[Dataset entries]
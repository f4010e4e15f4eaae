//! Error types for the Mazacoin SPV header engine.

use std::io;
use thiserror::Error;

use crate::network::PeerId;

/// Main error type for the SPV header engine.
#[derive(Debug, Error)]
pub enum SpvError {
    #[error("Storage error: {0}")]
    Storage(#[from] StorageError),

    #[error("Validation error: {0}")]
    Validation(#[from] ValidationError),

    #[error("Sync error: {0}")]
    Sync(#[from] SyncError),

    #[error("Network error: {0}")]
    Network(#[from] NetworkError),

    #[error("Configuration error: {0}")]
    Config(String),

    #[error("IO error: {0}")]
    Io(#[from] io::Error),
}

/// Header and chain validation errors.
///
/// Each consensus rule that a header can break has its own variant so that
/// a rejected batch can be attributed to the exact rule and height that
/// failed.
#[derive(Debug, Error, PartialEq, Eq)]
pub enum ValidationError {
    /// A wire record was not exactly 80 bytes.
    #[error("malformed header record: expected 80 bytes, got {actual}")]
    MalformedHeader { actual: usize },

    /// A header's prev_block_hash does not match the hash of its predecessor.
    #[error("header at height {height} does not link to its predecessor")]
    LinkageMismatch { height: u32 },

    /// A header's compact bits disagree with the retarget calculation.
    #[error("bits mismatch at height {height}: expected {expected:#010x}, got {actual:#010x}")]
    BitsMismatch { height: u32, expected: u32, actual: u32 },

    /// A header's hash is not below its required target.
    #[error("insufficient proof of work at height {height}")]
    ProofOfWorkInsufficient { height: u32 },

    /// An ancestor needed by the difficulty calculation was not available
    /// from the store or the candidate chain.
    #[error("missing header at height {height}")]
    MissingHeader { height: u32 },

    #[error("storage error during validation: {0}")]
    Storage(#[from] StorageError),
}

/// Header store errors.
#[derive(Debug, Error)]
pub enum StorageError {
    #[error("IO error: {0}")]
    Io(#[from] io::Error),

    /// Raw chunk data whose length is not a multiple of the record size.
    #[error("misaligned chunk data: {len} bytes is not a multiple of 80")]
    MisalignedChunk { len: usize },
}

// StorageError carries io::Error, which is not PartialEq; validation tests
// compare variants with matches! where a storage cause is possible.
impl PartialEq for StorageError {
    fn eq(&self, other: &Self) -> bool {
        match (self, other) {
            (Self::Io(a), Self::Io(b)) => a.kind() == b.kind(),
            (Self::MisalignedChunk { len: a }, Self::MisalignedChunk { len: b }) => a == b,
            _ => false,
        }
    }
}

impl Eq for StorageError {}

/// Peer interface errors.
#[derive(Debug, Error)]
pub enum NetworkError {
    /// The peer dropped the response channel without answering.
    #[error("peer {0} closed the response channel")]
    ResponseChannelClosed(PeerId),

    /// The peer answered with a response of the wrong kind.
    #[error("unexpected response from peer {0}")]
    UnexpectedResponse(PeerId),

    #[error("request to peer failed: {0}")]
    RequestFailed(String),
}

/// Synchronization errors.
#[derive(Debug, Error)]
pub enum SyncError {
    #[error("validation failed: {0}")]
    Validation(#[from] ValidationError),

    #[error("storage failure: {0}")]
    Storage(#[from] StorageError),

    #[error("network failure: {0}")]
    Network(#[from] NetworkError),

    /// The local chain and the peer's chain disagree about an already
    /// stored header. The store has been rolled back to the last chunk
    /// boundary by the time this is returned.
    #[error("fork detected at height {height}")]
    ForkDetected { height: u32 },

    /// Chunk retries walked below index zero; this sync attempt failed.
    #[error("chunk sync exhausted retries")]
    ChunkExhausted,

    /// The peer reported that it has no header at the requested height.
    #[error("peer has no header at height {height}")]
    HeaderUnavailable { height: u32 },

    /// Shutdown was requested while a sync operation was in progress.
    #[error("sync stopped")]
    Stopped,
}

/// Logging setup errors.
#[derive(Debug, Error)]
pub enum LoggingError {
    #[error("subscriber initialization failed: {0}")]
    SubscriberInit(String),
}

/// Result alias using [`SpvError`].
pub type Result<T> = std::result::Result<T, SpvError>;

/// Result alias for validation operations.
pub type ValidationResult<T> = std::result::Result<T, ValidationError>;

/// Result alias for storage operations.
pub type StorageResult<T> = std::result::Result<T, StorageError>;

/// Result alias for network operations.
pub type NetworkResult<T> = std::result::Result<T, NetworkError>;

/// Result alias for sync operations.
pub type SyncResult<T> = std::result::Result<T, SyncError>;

---

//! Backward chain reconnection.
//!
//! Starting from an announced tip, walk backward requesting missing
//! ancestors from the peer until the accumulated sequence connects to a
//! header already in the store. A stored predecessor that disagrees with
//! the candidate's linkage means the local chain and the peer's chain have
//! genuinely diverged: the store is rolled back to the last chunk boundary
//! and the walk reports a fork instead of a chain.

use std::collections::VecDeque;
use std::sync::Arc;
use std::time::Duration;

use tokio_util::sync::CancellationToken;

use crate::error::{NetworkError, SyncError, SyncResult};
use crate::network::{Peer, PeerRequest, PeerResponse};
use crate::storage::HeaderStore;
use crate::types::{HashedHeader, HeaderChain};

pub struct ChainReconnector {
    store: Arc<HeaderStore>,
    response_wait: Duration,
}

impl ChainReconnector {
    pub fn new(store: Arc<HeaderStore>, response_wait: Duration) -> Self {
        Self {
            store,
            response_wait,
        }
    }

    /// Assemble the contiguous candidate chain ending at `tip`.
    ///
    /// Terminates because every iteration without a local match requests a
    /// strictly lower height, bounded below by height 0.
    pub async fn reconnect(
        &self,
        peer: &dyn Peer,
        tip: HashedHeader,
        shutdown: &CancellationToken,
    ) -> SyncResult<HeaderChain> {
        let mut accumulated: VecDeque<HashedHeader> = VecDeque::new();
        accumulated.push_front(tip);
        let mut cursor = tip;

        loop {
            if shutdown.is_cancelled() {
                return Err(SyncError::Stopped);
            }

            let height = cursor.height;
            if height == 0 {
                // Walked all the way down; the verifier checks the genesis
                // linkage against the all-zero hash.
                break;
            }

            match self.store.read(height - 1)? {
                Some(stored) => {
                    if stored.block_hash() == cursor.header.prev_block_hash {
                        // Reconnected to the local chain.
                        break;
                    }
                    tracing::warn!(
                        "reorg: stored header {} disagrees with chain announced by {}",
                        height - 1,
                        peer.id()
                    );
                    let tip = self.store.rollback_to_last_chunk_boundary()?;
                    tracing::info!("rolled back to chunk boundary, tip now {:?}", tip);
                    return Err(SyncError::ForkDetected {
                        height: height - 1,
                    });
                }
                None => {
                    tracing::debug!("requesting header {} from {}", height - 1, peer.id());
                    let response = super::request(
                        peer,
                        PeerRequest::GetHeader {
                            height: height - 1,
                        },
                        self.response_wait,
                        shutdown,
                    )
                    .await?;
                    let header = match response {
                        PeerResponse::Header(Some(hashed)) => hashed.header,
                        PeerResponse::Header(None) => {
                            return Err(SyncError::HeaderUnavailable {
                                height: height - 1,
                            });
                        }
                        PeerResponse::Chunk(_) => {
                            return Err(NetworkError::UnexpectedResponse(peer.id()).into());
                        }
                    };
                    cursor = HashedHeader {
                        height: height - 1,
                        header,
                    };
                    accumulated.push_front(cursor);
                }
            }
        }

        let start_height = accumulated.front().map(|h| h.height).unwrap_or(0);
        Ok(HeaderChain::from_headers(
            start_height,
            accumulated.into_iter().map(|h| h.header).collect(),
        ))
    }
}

#### [PROBLEM]
Write out every line from the entries where "errors" appears.

#### [OUTPUT FOR THIS EXERCISE]
/// Header and chain validation errors.
/// Header store errors.
/// Peer interface errors.
/// Synchronization errors.
/// Logging setup errors.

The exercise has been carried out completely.